**PROBLEM REQUIREMENTS:** Every record must be copied exactly. Leave nothing out.

SUPPLIED RECORDS section start

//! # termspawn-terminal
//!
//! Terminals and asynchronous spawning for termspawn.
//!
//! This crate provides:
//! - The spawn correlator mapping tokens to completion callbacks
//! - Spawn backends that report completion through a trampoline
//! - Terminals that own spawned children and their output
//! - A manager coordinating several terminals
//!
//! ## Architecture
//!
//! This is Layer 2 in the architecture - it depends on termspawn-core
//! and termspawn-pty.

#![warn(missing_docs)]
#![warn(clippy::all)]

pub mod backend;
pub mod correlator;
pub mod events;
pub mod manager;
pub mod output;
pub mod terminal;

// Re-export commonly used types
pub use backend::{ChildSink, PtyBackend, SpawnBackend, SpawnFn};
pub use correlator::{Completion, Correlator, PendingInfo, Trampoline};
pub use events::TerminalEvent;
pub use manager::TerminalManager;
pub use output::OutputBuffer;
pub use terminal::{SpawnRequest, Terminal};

SUPPLIED RECORDS section end

**TASK RESULT:**
//! # termspawn-terminal
//!
//! Terminals and asynchronous spawning for termspawn.
//!
//! This crate provides:
//! - The spawn correlator mapping tokens to completion callbacks
//! - Spawn backends that report completion through a trampoline
//! - Terminals that own spawned children and their output
//! - A manager coordinating several terminals
//!
//! ## Architecture
//!
//! This is Layer 2 in the architecture - it depends on termspawn-core
//! and termspawn-pty.

#![warn(missing_docs)]
#![warn(clippy::all)]

pub mod backend;
pub mod correlator;
pub mod events;
pub mod manager;
pub mod output;
pub mod terminal;

// Re-export commonly used types
pub use backend::{ChildSink, PtyBackend, SpawnBackend, SpawnFn};
pub use correlator::{Completion, Correlator, PendingInfo, Trampoline};
pub use events::TerminalEvent;
pub use manager::TerminalManager;
pub use output::OutputBuffer;
pub use terminal::{SpawnRequest, Terminal};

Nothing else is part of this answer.